## [Stored data entries]
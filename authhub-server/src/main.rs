mod api;
mod authz;
mod cache;
mod config;
mod directory;
mod errors;
mod keys;
mod models;
mod onboarding;
mod openapi;
mod password;
mod state;
#[cfg(test)]
mod test_utils;
mod token;

use crate::state::AppState;
use axum::Router;
use log::{error, info};
use std::net::SocketAddr;
use utoipa::OpenApi;
use utoipa_axum::router::OpenApiRouter;
use utoipa_scalar::{Scalar, Servable};

#[tokio::main]
async fn main() {
    // Initialize logging
    env_logger::init_from_env(env_logger::Env::default().default_filter_or("info"));

    // Load configuration
    let config = match config::AuthHubConfig::new() {
        Ok(config) => config,
        Err(e) => {
            error!("Configuration error: {}", e);
            std::process::exit(1);
        }
    };
    let port = config.port;

    // Initialize application state (loads key material, wires the stores)
    let state = match AppState::new(config).await {
        Ok(state) => state,
        Err(e) => {
            error!("Failed to initialize application state: {}", e);
            std::process::exit(1);
        }
    };

    let app = create_app(state);

    // Build server address
    let addr = SocketAddr::from(([0, 0, 0, 0], port));

    // Start server
    let server = match tokio::net::TcpListener::bind(&addr).await {
        Ok(listener) => listener,
        Err(e) => {
            error!("Failed to bind to {}: {}", addr, e);
            std::process::exit(1);
        }
    };

    info!("Server running on {}, press Ctrl+C to stop", addr);
    let serve = axum::serve(server, app)
        .with_graceful_shutdown(shutdown_signal())
        .await;
    if let Err(e) = serve {
        error!("Server error: {}", e);
        std::process::exit(1);
    }

    info!("Server shutdown complete");
}

/// Create a new application instance with a given state
pub fn create_app(state: AppState) -> Router {
    // Create OpenAPI documentation
    let (openapi_router, api_doc) =
        OpenApiRouter::with_openapi(openapi::ApiDoc::openapi()).split_for_parts();

    Router::new()
        .merge(api::router())
        .merge(openapi_router)
        .merge(Scalar::with_url("/scalar", api_doc.clone()))
        .with_state(state)
}

// Simple signal handler that works on all platforms
async fn shutdown_signal() {
    let ctrl_c = async {
        tokio::signal::ctrl_c()
            .await
            .expect("Failed to install Ctrl+C handler");
    };

    #[cfg(unix)]
    let terminate = async {
        tokio::signal::unix::signal(tokio::signal::unix::SignalKind::terminate())
            .expect("Failed to install signal handler")
            .recv()
            .await;
    };

    #[cfg(not(unix))]
    let terminate = std::future::pending::<()>();

    tokio::select! {
        _ = ctrl_c => {
            info!("Received Ctrl+C, shutting down");
        },
        _ = terminate => {
            info!("Received SIGTERM, shutting down");
        }
    }
}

## [Work task]
Every entry must appear in the answer, reproduced exactly.

## [Finished task]
filename authhub-server/src/main.rs
mod api;
mod authz;
mod cache;
mod config;
mod directory;
mod errors;
mod keys;
mod models;
mod onboarding;
mod openapi;
mod password;
mod state;
#[cfg(test)]
mod test_utils;
mod token;

use crate::state::AppState;
use axum::Router;
use log::{error, info};
use std::net::SocketAddr;
use utoipa::OpenApi;
use utoipa_axum::router::OpenApiRouter;
use utoipa_scalar::{Scalar, Servable};

#[tokio::main]
async fn main() {
    // Initialize logging
    env_logger::init_from_env(env_logger::Env::default().default_filter_or("info"));

    // Load configuration
    let config = match config::AuthHubConfig::new() {
        Ok(config) => config,
        Err(e) => {
            error!("Configuration error: {}", e);
            std::process::exit(1);
        }
    };
    let port = config.port;

    // Initialize application state (loads key material, wires the stores)
    let state = match AppState::new(config).await {
        Ok(state) => state,
        Err(e) => {
            error!("Failed to initialize application state: {}", e);
            std::process::exit(1);
        }
    };

    let app = create_app(state);

    // Build server address
    let addr = SocketAddr::from(([0, 0, 0, 0], port));

    // Start server
    let server = match tokio::net::TcpListener::bind(&addr).await {
        Ok(listener) => listener,
        Err(e) => {
            error!("Failed to bind to {}: {}", addr, e);
            std::process::exit(1);
        }
    };

    info!("Server running on {}, press Ctrl+C to stop", addr);
    let serve = axum::serve(server, app)
        .with_graceful_shutdown(shutdown_signal())
        .await;
    if let Err(e) = serve {
        error!("Server error: {}", e);
        std::process::exit(1);
    }

    info!("Server shutdown complete");
}

/// Create a new application instance with a given state
pub fn create_app(state: AppState) -> Router {
    // Create OpenAPI documentation
    let (openapi_router, api_doc) =
        OpenApiRouter::with_openapi(openapi::ApiDoc::openapi()).split_for_parts();

    Router::new()
        .merge(api::router())
        .merge(openapi_router)
        .merge(Scalar::with_url("/scalar", api_doc.clone()))
        .with_state(state)
}

// Simple signal handler that works on all platforms
async fn shutdown_signal() {
    let ctrl_c = async {
        tokio::signal::ctrl_c()
            .await
            .expect("Failed to install Ctrl+C handler");
    };

    #[cfg(unix)]
    let terminate = async {
        tokio::signal::unix::signal(tokio::signal::unix::SignalKind::terminate())
            .expect("Failed to install signal handler")
            .recv()
            .await;
    };

    #[cfg(not(unix))]
    let terminate = std::future::pending::<()>();

    tokio::select! {
        _ = ctrl_c => {
            info!("Received Ctrl+C, shutting down");
        },
        _ = terminate => {
            info!("Received SIGTERM, shutting down");
        }
    }
}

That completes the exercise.